The evolution of the COMSOL model for this effort began with high-fidelity 2D model that included a representative cross-section of the feed, membrane, and permeate domains. Concentrated gas species transport was modeled in the feed domain (primarily convective) and permeate domain (diffusive and convective due to Stefan velocity), and was coupled to selective diffusion into, through, and out of the solid polymer membrane domain based on membrane properties and local gas species partial pressures. Over time, appropriate correlations and simplifications were identified and incorporated into updated versions of the model after comparable results could be obtained – e.g., the explicitly meshed membrane domain was replaced by transport equations that compared variables on either corresponding side to specify local species fluxes (with similar results obtained from both methods, the latter being significantly faster and less resource-intensive). Eventually, a cross-flow, spiral-wound configuration was approximated using a 2D geometry with multiple distinct but coupled fluid flow and species transport physics, with membrane flux implemented as spatially-varying out-of-plane flux.
FEA model results were validated against calculations of a well-mixed membrane separation model and found to be consistently similar, less some factor to account for geometric effects.

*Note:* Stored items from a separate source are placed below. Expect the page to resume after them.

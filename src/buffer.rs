//! Rolling stores for continuous learning
//!
//! This module holds the two bounded queues the controller keeps between
//! cycles: the sample ring buffer fed by [`add_data_point`] and the history of
//! performance snapshots. Both evict their oldest entry when full.
//!
//! [`add_data_point`]: crate::service::SleepLearningService::add_data_point

use crate::types::{PerformanceSnapshot, ProcessedSample};
use chrono::{DateTime, Utc};
use std::collections::VecDeque;

/// Default ring buffer capacity
pub const DEFAULT_BUFFER_CAPACITY: usize = 1000;

/// Default number of performance snapshots kept
pub const DEFAULT_HISTORY_CAPACITY: usize = 100;

/// Bounded FIFO of recent processed samples
#[derive(Debug, Clone, PartialEq)]
pub struct SampleBuffer {
    samples: VecDeque<ProcessedSample>,
    capacity: usize,
}

impl Default for SampleBuffer {
    fn default() -> Self {
        Self::new(DEFAULT_BUFFER_CAPACITY)
    }
}

impl SampleBuffer {
    pub fn new(capacity: usize) -> Self {
        Self {
            samples: VecDeque::with_capacity(capacity),
            capacity,
        }
    }

    /// Append a sample, returning the evicted oldest sample when full
    pub fn push(&mut self, sample: ProcessedSample) -> Option<ProcessedSample> {
        self.samples.push_back(sample);
        if self.samples.len() > self.capacity {
            self.samples.pop_front()
        } else {
            None
        }
    }

    pub fn extend(&mut self, samples: impl IntoIterator<Item = ProcessedSample>) {
        for sample in samples {
            self.push(sample);
        }
    }

    pub fn len(&self) -> usize {
        self.samples.len()
    }

    pub fn is_empty(&self) -> bool {
        self.samples.is_empty()
    }

    /// Owned copy of every buffered sample, oldest first
    pub fn snapshot(&self) -> Vec<ProcessedSample> {
        self.samples.iter().copied().collect()
    }

    /// Drop leading samples stamped at or before `cutoff`, returning how many
    /// were removed. Samples appended after `cutoff` are kept.
    pub fn drain_through(&mut self, cutoff: DateTime<Utc>) -> usize {
        let mut drained = 0;
        while self
            .samples
            .front()
            .map_or(false, |sample| sample.timestamp <= cutoff)
        {
            self.samples.pop_front();
            drained += 1;
        }
        drained
    }
}

/// Bounded accuracy-over-time history
#[derive(Debug, Clone, PartialEq)]
pub struct PerformanceHistory {
    snapshots: VecDeque<PerformanceSnapshot>,
    capacity: usize,
}

impl Default for PerformanceHistory {
    fn default() -> Self {
        Self::new(DEFAULT_HISTORY_CAPACITY)
    }
}

impl PerformanceHistory {
    pub fn new(capacity: usize) -> Self {
        Self {
            snapshots: VecDeque::with_capacity(capacity),
            capacity,
        }
    }

    pub fn record(&mut self, snapshot: PerformanceSnapshot) {
        self.snapshots.push_back(snapshot);
        while self.snapshots.len() > self.capacity {
            self.snapshots.pop_front();
        }
    }

    /// Most recent snapshot
    pub fn last(&self) -> Option<&PerformanceSnapshot> {
        self.snapshots.back()
    }

    pub fn iter(&self) -> impl Iterator<Item = &PerformanceSnapshot> {
        self.snapshots.iter()
    }
}
//! Model metadata encoding
//!
//! This module describes a deployed model as a JSON document stored next to
//! the model artifact: identity, training provenance, validation metrics and
//! the input/output layout a consumer needs to run it.

use crate::deployed::DeployedModel;
use crate::error::LearnError;
use crate::types::{SleepStage, ValidationResult, FEATURE_NAMES};
use crate::{PRODUCER_NAME, SOMNA_VERSION};
use serde::{Deserialize, Serialize};
use uuid::Uuid;

/// Current metadata schema version
pub const METADATA_VERSION: &str = "1.0.0";

/// Model name recorded in metadata
pub const MODEL_NAME: &str = "SleepStagePredictor";

/// Full metadata document
#[derive(Debug, Clone, PartialEq, Serialize, Deserialize)]
pub struct ModelMetadata {
    pub metadata_version: String,
    pub model_info: ModelInfo,
    pub training_info: TrainingInfo,
    pub performance_metrics: PerformanceMetrics,
    pub features: FeatureLayout,
}

#[derive(Debug, Clone, PartialEq, Serialize, Deserialize)]
pub struct ModelInfo {
    pub name: String,
    /// Deployed model version (`MAJOR.MINOR.PATCH`)
    pub version: String,
    pub description: String,
    pub producer: Producer,
    /// RFC 3339 time the model was installed
    pub created_at_utc: String,
}

#[derive(Debug, Clone, PartialEq, Serialize, Deserialize)]
pub struct Producer {
    pub name: String,
    pub version: String,
    pub instance_id: String,
}

#[derive(Debug, Clone, PartialEq, Serialize, Deserialize)]
pub struct TrainingInfo {
    pub algorithm: String,
    pub training_samples: usize,
    pub validation_samples: usize,
}

#[derive(Debug, Clone, PartialEq, Serialize, Deserialize)]
pub struct PerformanceMetrics {
    pub accuracy: f64,
    pub precision: f64,
    pub recall: f64,
    pub f1_score: f64,
}

#[derive(Debug, Clone, PartialEq, Serialize, Deserialize)]
pub struct FeatureLayout {
    pub input_features: Vec<String>,
    pub output_classes: Vec<String>,
}

/// Encoder that stamps metadata with a per-process instance id
pub struct MetadataEncoder {
    instance_id: String,
}

impl Default for MetadataEncoder {
    fn default() -> Self {
        Self::new()
    }
}

impl MetadataEncoder {
    /// Create a new encoder with a unique instance ID
    pub fn new() -> Self {
        Self {
            instance_id: Uuid::new_v4().to_string(),
        }
    }

    /// Create an encoder with a specific instance ID
    pub fn with_instance_id(instance_id: String) -> Self {
        Self { instance_id }
    }

    /// Describe a deployed model and the metrics it was accepted with
    pub fn encode(
        &self,
        deployed: &DeployedModel,
        metrics: &ValidationResult,
        validation_samples: usize,
    ) -> ModelMetadata {
        ModelMetadata {
            metadata_version: METADATA_VERSION.to_string(),
            model_info: ModelInfo {
                name: MODEL_NAME.to_string(),
                version: deployed.version.to_string(),
                description: "Personalized sleep stage classifier over engineered biometric features"
                    .to_string(),
                producer: Producer {
                    name: PRODUCER_NAME.to_string(),
                    version: SOMNA_VERSION.to_string(),
                    instance_id: self.instance_id.clone(),
                },
                created_at_utc: deployed.deployed_at.to_rfc3339(),
            },
            training_info: TrainingInfo {
                algorithm: deployed.model.name().to_string(),
                training_samples: deployed.training_samples,
                validation_samples,
            },
            performance_metrics: PerformanceMetrics {
                accuracy: metrics.accuracy,
                precision: metrics.precision,
                recall: metrics.recall,
                f1_score: metrics.f1,
            },
            features: FeatureLayout {
                input_features: FEATURE_NAMES.iter().map(|s| s.to_string()).collect(),
                output_classes: SleepStage::CLASSES
                    .iter()
                    .map(|s| s.as_str().to_string())
                    .collect(),
            },
        }
    }

    /// Encode to a pretty-printed JSON string
    pub fn encode_to_json(
        &self,
        deployed: &DeployedModel,
        metrics: &ValidationResult,
        validation_samples: usize,
    ) -> Result<String, LearnError> {
        let metadata = self.encode(deployed, metrics, validation_samples);
        serde_json::to_string_pretty(&metadata).map_err(LearnError::JsonError)
    }
}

With the release of COMSOL 6.2 and its built-in Deep Neural Network tools, it was found that the model had been optimized enough for runtime and performance evaluation that a surrogate model tool could be generated. Thousands of simulation runs were completed across a span of parameters of interest (primarily membrane selectivity and inlet mass flow rate), generating estimates for permeate composition and module performance. Neural network models were trained on this data and used to create critical design curves (forward, performance as a function of given system properties) and iso-performance curves (inverse, required properties as a function of desired performance) for the system. These results were then combined with a catalog of hardware performance to aid in the selection of system components (e.g., compressor, module bay size).

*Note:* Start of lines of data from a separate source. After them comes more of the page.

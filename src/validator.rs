//! K-fold cross-validation
//!
//! The validator re-scores a [`TrainingResult`] by splitting its training data
//! into contiguous folds, refitting the classifier on the remaining folds and
//! scoring the held-out one. Folds run concurrently on the blocking pool and
//! are joined before averaging. A fold whose refit fails is left out of the
//! averages.

use crate::model::{accuracy, Classifier, StageModel};
use crate::trainer::{to_rows_and_labels, TrainingResult};
use crate::types::{FeatureRow, SleepStage, ValidationResult};
use std::ops::Range;
use std::sync::Arc;
use tokio::task::JoinSet;
use tracing::{debug, warn};

/// Default number of folds
pub const DEFAULT_FOLDS: usize = 5;

const CLASS_COUNT: usize = SleepStage::CLASSES.len();

/// Actual-vs-predicted counts over the four scored stages
#[derive(Debug, Clone, Copy, Default, PartialEq, Eq)]
pub struct ConfusionMatrix {
    /// `counts[actual][predicted]`
    counts: [[usize; CLASS_COUNT]; CLASS_COUNT],
    /// Samples per actual class, including predictions outside the classes
    actual_totals: [usize; CLASS_COUNT],
}

impl ConfusionMatrix {
    pub fn record(&mut self, actual: u8, predicted: u8) {
        let actual = actual as usize;
        if actual >= CLASS_COUNT {
            return;
        }
        self.actual_totals[actual] += 1;
        if let Some(row) = self.counts[actual].get_mut(predicted as usize) {
            *row += 1;
        }
    }

    pub fn merge(&mut self, other: &ConfusionMatrix) {
        for actual in 0..CLASS_COUNT {
            self.actual_totals[actual] += other.actual_totals[actual];
            for predicted in 0..CLASS_COUNT {
                self.counts[actual][predicted] += other.counts[actual][predicted];
            }
        }
    }

    /// Macro-averaged precision; a class never predicted scores 1.0
    pub fn macro_precision(&self) -> f64 {
        let total: f64 = (0..CLASS_COUNT)
            .map(|class| {
                let predicted: usize = (0..CLASS_COUNT).map(|a| self.counts[a][class]).sum();
                ratio_or_one(self.counts[class][class], predicted)
            })
            .sum();
        total / CLASS_COUNT as f64
    }

    /// Macro-averaged recall; a class never observed scores 1.0
    pub fn macro_recall(&self) -> f64 {
        let total: f64 = (0..CLASS_COUNT)
            .map(|class| ratio_or_one(self.counts[class][class], self.actual_totals[class]))
            .sum();
        total / CLASS_COUNT as f64
    }

    fn tally(model: &dyn StageModel, rows: &[FeatureRow], labels: &[u8]) -> Self {
        let mut matrix = Self::default();
        for (row, &label) in rows.iter().zip(labels) {
            matrix.record(label, model.predict(row));
        }
        matrix
    }
}

fn ratio_or_one(numerator: usize, denominator: usize) -> f64 {
    if denominator == 0 {
        1.0
    } else {
        numerator as f64 / denominator as f64
    }
}

/// Harmonic mean of precision and recall, 0.0 when both are zero
pub fn f1_score(precision: f64, recall: f64) -> f64 {
    let f1 = 2.0 * precision * recall / (precision + recall);
    if f1.is_nan() {
        0.0
    } else {
        f1
    }
}

/// Contiguous fold ranges; the last fold absorbs the remainder
pub fn fold_ranges(count: usize, folds: usize) -> Vec<Range<usize>> {
    if folds == 0 || count < folds {
        return Vec::new();
    }
    let size = count / folds;
    (0..folds)
        .map(|i| {
            let start = i * size;
            let end = if i + 1 == folds { count } else { start + size };
            start..end
        })
        .collect()
}

/// Cross-validator
#[derive(Clone)]
pub struct Validator {
    classifier: Arc<dyn Classifier>,
    folds: usize,
}

impl Validator {
    pub fn new(classifier: Arc<dyn Classifier>, folds: usize) -> Self {
        Self { classifier, folds }
    }

    /// Cross-validate a training result. Never fails.
    ///
    /// A result without a model scores all zeros. When there are fewer
    /// samples than folds the trained model is scored on all of its data.
    pub async fn validate(&self, result: &TrainingResult) -> ValidationResult {
        let Some(model) = result.model.clone() else {
            return ValidationResult::default();
        };
        if result.training_data.is_empty() {
            return ValidationResult::default();
        }

        let (rows, labels) = to_rows_and_labels(&result.training_data);
        let ranges = fold_ranges(rows.len(), self.folds);

        if ranges.is_empty() {
            debug!(
                samples = rows.len(),
                folds = self.folds,
                "too few samples for cross-validation, scoring trained model"
            );
            return score_model(model.as_ref(), &rows, &labels);
        }

        let rows = Arc::new(rows);
        let labels = Arc::new(labels);
        let mut tasks = JoinSet::new();

        for (fold, range) in ranges.into_iter().enumerate() {
            let rows = Arc::clone(&rows);
            let labels = Arc::clone(&labels);
            let classifier = Arc::clone(&self.classifier);
            tasks.spawn_blocking(move || run_fold(fold, range, &rows, &labels, classifier.as_ref()));
        }

        let mut accuracies = Vec::with_capacity(self.folds);
        let mut pooled = ConfusionMatrix::default();
        while let Some(joined) = tasks.join_next().await {
            match joined {
                Ok(Some(outcome)) => {
                    accuracies.push(outcome.accuracy);
                    pooled.merge(&outcome.matrix);
                }
                Ok(None) => {}
                Err(e) => warn!(error = %e, "cross-validation fold did not complete"),
            }
        }

        if accuracies.is_empty() {
            warn!(folds = self.folds, "no cross-validation fold could be refitted");
            return ValidationResult::default();
        }
        let mean_accuracy = accuracies.iter().sum::<f64>() / accuracies.len() as f64;
        summarize(mean_accuracy, &pooled)
    }
}

struct FoldOutcome {
    accuracy: f64,
    matrix: ConfusionMatrix,
}

fn run_fold(
    fold: usize,
    range: Range<usize>,
    rows: &[FeatureRow],
    labels: &[u8],
    classifier: &dyn Classifier,
) -> Option<FoldOutcome> {
    let train_rows: Vec<FeatureRow> = rows[..range.start]
        .iter()
        .chain(&rows[range.end..])
        .copied()
        .collect();
    let train_labels: Vec<u8> = labels[..range.start]
        .iter()
        .chain(&labels[range.end..])
        .copied()
        .collect();

    let model = match classifier.fit(&train_rows, &train_labels) {
        Ok(model) => model,
        Err(e) => {
            warn!(fold, error = %e, "fold refit failed, skipping fold");
            return None;
        }
    };

    let test_rows = &rows[range.clone()];
    let test_labels = &labels[range];
    let outcome = FoldOutcome {
        accuracy: accuracy(model.as_ref(), test_rows, test_labels),
        matrix: ConfusionMatrix::tally(model.as_ref(), test_rows, test_labels),
    };
    debug!(fold, accuracy = outcome.accuracy, "fold scored");
    Some(outcome)
}

/// Score a model on labelled rows without refitting
pub fn score_model(model: &dyn StageModel, rows: &[FeatureRow], labels: &[u8]) -> ValidationResult {
    let matrix = ConfusionMatrix::tally(model, rows, labels);
    summarize(accuracy(model, rows, labels), &matrix)
}

fn summarize(accuracy: f64, matrix: &ConfusionMatrix) -> ValidationResult {
    let precision = matrix.macro_precision();
    let recall = matrix.macro_recall();
    ValidationResult {
        accuracy,
        precision,
        recall,
        f1: f1_score(precision, recall),
    }
}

COMSOL modules utilized in this workflow include the CFD and Chemistry add-ons. As of this submission, the Triton team has proposed the use of the COMSOL Compiler to create a stand-alone system optimization tool for the customer (to be built in the COMSOL Application Editor) and has received positive feedback. It is anticipated that future work will include additional performance mapping against currently fixed parameters (e.g., geometry, driving pressure, gas composition, temperature) and integration of these results into the performance estimation models and stand-alone application.